01/03/2008

Les changeurs de Jakarta

Quittons Glodok et ses temples de la consommation. Peu après avoir repris l’immense avenue, maintenant un peu plus étroite, nous arrivons sur une place en pleins travaux, sur laquelle, entre les trous et les bosses, sont stationnés des dizaines de changeurs.

 

Le métier de changeur a un aspect bien particulier en Indonésie, qui n’implique aucunement le change d’une monnaie étrangère contre une autre, tel que nous l’imaginons.

 

Il faut savoir que le dollar s’échangeant à plus de neuf mille roupies indonésiennes, le billet de banque le plus courant, ici, est celui de dix mille roupies. Quant aux distributeurs bancaires, ils ne donnent que des billets de cinquante mille et de cent mille roupies.
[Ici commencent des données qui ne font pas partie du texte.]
/// Validates that a second login supersedes the first.
///
/// # Test Steps
/// 1. Start a login that waits on the browser
/// 2. Start a second login on the same fixed port
/// 3. Verify the first resolves as cancelled without publishing, and the
///    second rebinds the port
#[tokio::test(flavor = "multi_thread")]
async fn test_new_login_supersedes_pending_attempt() {
    let mut config = login_config("https://id.example.com");
    config.redirect.port = free_port();
    let session = AuthSession::new(
        config,
        Arc::new(MockTokenExchange::new("access", "refresh", "key")),
        Arc::new(MockCredentialStore::new()),
        Arc::new(FakeBrowser::new(Consent::Ignore)),
    );
    let mut events = session.subscribe();

    let first = session.login().await;
    assert!(matches!(next_event(&mut events).await, AuthEvent::AuthorizationStarted { .. }));

    let second = session.login().await;
    assert_eq!(first.wait().await.unwrap_err(), AuthError::AuthorizationCancelled);
    assert_eq!(session.state(), AuthState::LoggingIn);
    assert!(
        matches!(next_event(&mut events).await, AuthEvent::AuthorizationStarted { .. }),
        "superseded attempt must not publish LoginCancelled"
    );

    session.cancel().await;
    assert_eq!(second.wait().await.unwrap_err(), AuthError::AuthorizationCancelled);
    assert_eq!(next_event(&mut events).await, AuthEvent::LoginCancelled);
}
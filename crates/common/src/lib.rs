//! Modular login utilities shared across Geoportal crates.
//!
//! # Feature Tiers
//!
//! Enable cargo features to opt into the tiers you need:
//! - `foundation`: PKCE generation and authorization URL building
//! - `runtime`: async token exchange client and the storage/exchange traits
//! - `platform`: platform integrations (keychain, settings-file credential
//!   stores)
//! - `observability`: tracing instrumentation (pulled in by `runtime`)
//! - `test-utils`: in-memory mocks for the auth traits

#![forbid(unsafe_code)]
#![warn(rust_2018_idioms)]
#![warn(clippy::all, clippy::perf, clippy::complexity, clippy::suspicious)]

// Foundation tier
// -----------------------------------------------------------------
#[cfg(feature = "foundation")]
pub mod auth;

// Platform tier
// -------------------------------------------------------------------
#[cfg(feature = "platform")]
pub mod security;

// Testing utilities
// ---------------------------------------------------------------
#[cfg(any(feature = "test-utils", test))]
pub mod testing;

// Re-export commonly used types and traits for convenience
// ------------------------
#[cfg(feature = "foundation")]
pub use auth::{AuthorizationRequest, PkcePair};
#[cfg(feature = "runtime")]
pub use auth::{CredentialStore, TokenExchange, TokenExchangeClient};
#[cfg(feature = "platform")]
pub use security::{KeychainError, KeychainProvider};
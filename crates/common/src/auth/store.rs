//! Credential store selection

use std::path::PathBuf;
use std::sync::Arc;

use geoportal_domain::config::{CredentialBackend, StorageConfig};
use geoportal_domain::constants::{APP_DIR_NAME, SETTINGS_FILE_NAME};
use geoportal_domain::{AuthError, Result};
use tracing::info;

use super::keychain::KeychainCredentialStore;
use super::settings::SettingsCredentialStore;
use super::traits::CredentialStore;

/// Default settings file: `{config_dir}/geoportal/credentials.toml`
///
/// # Errors
/// Returns `InvalidConfig` if the platform has no user config directory.
pub fn default_settings_path() -> Result<PathBuf> {
    dirs::config_dir()
        .map(|dir| dir.join(APP_DIR_NAME).join(SETTINGS_FILE_NAME))
        .ok_or_else(|| AuthError::config("no user configuration directory on this platform"))
}

/// Backend that `Auto` resolves to on the current target: the settings file
/// on macOS, the platform keychain everywhere else
#[must_use]
pub const fn platform_default_backend() -> CredentialBackend {
    if cfg!(target_os = "macos") {
        CredentialBackend::Settings
    } else {
        CredentialBackend::Keychain
    }
}

/// Build the credential store described by `config`
///
/// # Errors
/// Returns `InvalidConfig` if the settings backend is selected without an
/// explicit path on a platform with no config directory.
pub fn select_credential_store(config: &StorageConfig) -> Result<Arc<dyn CredentialStore>> {
    let backend = match config.backend {
        CredentialBackend::Auto => platform_default_backend(),
        explicit => explicit,
    };

    let store: Arc<dyn CredentialStore> = match backend {
        CredentialBackend::Settings => {
            let path = match &config.settings_path {
                Some(path) => path.clone(),
                None => default_settings_path()?,
            };
            info!(path = %path.display(), "Using plaintext settings credential store");
            Arc::new(SettingsCredentialStore::new(path))
        }
        CredentialBackend::Keychain | CredentialBackend::Auto => {
            info!(service = %config.keychain_service, "Using keychain credential store");
            Arc::new(KeychainCredentialStore::from_config(config))
        }
    };

    Ok(store)
}
//! Development automation tasks for the Geoportal login workspace.
//!
//! Run with: `cargo xtask <command>`
//!
//! This is a CLI tool for developers, so `println!` and `eprintln!` are
//! intentionally used for user-facing output rather than structured logging.

#![allow(clippy::print_stdout, clippy::print_stderr)]

use std::env;
use std::process::{Command, ExitCode};

use anyhow::anyhow;

mod features;

fn main() -> ExitCode {
    let task = env::args().nth(1);

    let result = match task.as_deref() {
        Some("ci") => run_ci(),
        Some("fmt") => run_fmt(),
        Some("clippy") => run_clippy(),
        Some("test") => run_test(),
        Some("deny") => run_deny(),
        Some("audit") => run_audit(),
        Some("test-features") => features::test_feature_matrix(),
        Some("help") | None => {
            print_help();
            Ok(())
        }
        Some(unknown) => {
            eprintln!("Unknown task: {unknown}");
            eprintln!();
            print_help();
            Err(anyhow::anyhow!("Unknown task"))
        }
    };

    match result {
        Ok(()) => ExitCode::SUCCESS,
        Err(e) => {
            eprintln!("Task failed: {e}");
            ExitCode::FAILURE
        }
    }
}

fn print_help() {
    println!("Geoportal Login Development Tasks");
    println!();
    println!("USAGE:");
    println!("    cargo xtask <TASK>");
    println!();
    println!("TASKS:");
    println!("    ci             Run all CI checks (fmt, clippy, test-features, test, deny, audit)");
    println!("    fmt            Check Rust code formatting");
    println!("    clippy         Run Clippy lints");
    println!("    test           Run all tests");
    println!("    test-features  Verify geoportal-common feature tiers compile in isolation");
    println!("    deny           Check dependencies with cargo-deny");
    println!("    audit          Audit dependencies for security vulnerabilities");
    println!("    help           Show this help message");
}

/// Run all CI checks in sequence
fn run_ci() -> anyhow::Result<()> {
    println!("==> Running CI checks...\n");

    println!("==> Step 1/6: Checking Rust format...");
    run_fmt()?;

    println!("\n==> Step 2/6: Running Clippy...");
    run_clippy()?;

    println!("\n==> Step 3/6: Checking feature tiers...");
    features::test_feature_matrix()?;

    println!("\n==> Step 4/6: Running tests...");
    run_test()?;

    println!("\n==> Step 5/6: Checking dependencies...");
    run_deny()?;

    println!("\n==> Step 6/6: Auditing dependencies...");
    run_audit()?;

    println!("\n✓ All CI checks passed!");
    Ok(())
}

/// Check Rust code formatting
fn run_fmt() -> anyhow::Result<()> {
    let status = Command::new("cargo").args(["fmt", "--all", "--", "--check"]).status()?;

    if !status.success() {
        anyhow::bail!("Format check failed. Run 'cargo fmt --all' to fix.");
    }

    Ok(())
}

/// Run Clippy lints
fn run_clippy() -> anyhow::Result<()> {
    let status =
        Command::new("cargo").args(["clippy", "--all-targets", "--all-features"]).status()?;

    if status.success() {
        Ok(())
    } else {
        Err(anyhow!("Clippy run failed. See output above."))
    }
}

/// Run all workspace tests
fn run_test() -> anyhow::Result<()> {
    let status = Command::new("cargo").args(["test", "--workspace", "--all-features"]).status()?;

    if !status.success() {
        anyhow::bail!("Tests failed");
    }

    Ok(())
}

/// Check dependencies with cargo-deny
fn run_deny() -> anyhow::Result<()> {
    require_cargo_tool("deny", "cargo-deny")?;

    let status = Command::new("cargo").args(["deny", "check"]).status()?;

    if !status.success() {
        anyhow::bail!("cargo-deny found issues");
    }

    Ok(())
}

/// Audit dependencies for security vulnerabilities
fn run_audit() -> anyhow::Result<()> {
    require_cargo_tool("audit", "cargo-audit")?;

    let status = Command::new("cargo").args(["audit"]).status()?;

    if !status.success() {
        anyhow::bail!("cargo-audit found vulnerabilities");
    }

    Ok(())
}

/// Fail with install instructions unless `cargo <subcommand>` is available
fn require_cargo_tool(subcommand: &str, package: &str) -> anyhow::Result<()> {
    let check_installed = Command::new("cargo").args([subcommand, "--version"]).output();

    if check_installed.is_err() || !check_installed.as_ref().is_ok_and(|o| o.status.success()) {
        eprintln!("{package} is not installed.");
        eprintln!("Install it with: cargo install {package}");
        anyhow::bail!("{package} not found");
    }

    Ok(())
}
//! Security primitives
//!
//! Platform secret storage used by the keychain credential store.

pub mod keychain;

pub use keychain::{KeychainError, KeychainProvider, SecretStore};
C’est fastoche, ensuite, d’aller casser son billet, dans une cantine de rue, ou le repas revient à cinq ou six milles roupies.

 

Or donc, on a toujours besoin de petite monnaie.

 

C’est là que les changeurs interviennent.

 

Sous le soleil tapant, ou sous une pluie battante, dans le vent qui transporte toute la poussière de Jakarta, au milieu d’un trafic parfois effrayant, ils sont là, debout, à agiter d’épaisses liasses de billets de cent, de cinq cents, de mille roupies. Le total des liasses soigneusement reconstituées atteint invariablement cent mille roupies, moins une somme qui varie de un à deux mille, dépendant de l’épaisseur de la liasse et, donc, du travail nécessaire à rassembler ces billets, et qui correspondent à la commission des changeurs. On vous prend deux mille roupies, pour les liasses de billets de cent ; mille cinq cents, ou mille roupies pour les plus grosses dénominations.

 

Toute peine mérite salaire et tout le monde le comprend bien ainsi.

 

Malgré leur nombre, le métier est bon : il serait exagéré de dire qu’on se Changepresse autour d’eux, mais on peut remarquer qu’à tout moment, un véhicule s’arrête à hauteur de l’un ou de l’autre, que des billets sont échangés en un instant, qu’un nouveau client s’arrête là où son prédécesseur vient de se servir. Les changeurs ne savent où donner de la tête, s’arrêtent parfois le temps de se désaltérer ou de se fumer une cigarette, histoire de rajouter un peu de nicotine à l’inhalation de matières diverses dont ils bénéficient la journée durant.

 

Puis, ils vous sourient et retournent à l’ouvrage, pendant que vous allez, à votre tour, plus loin.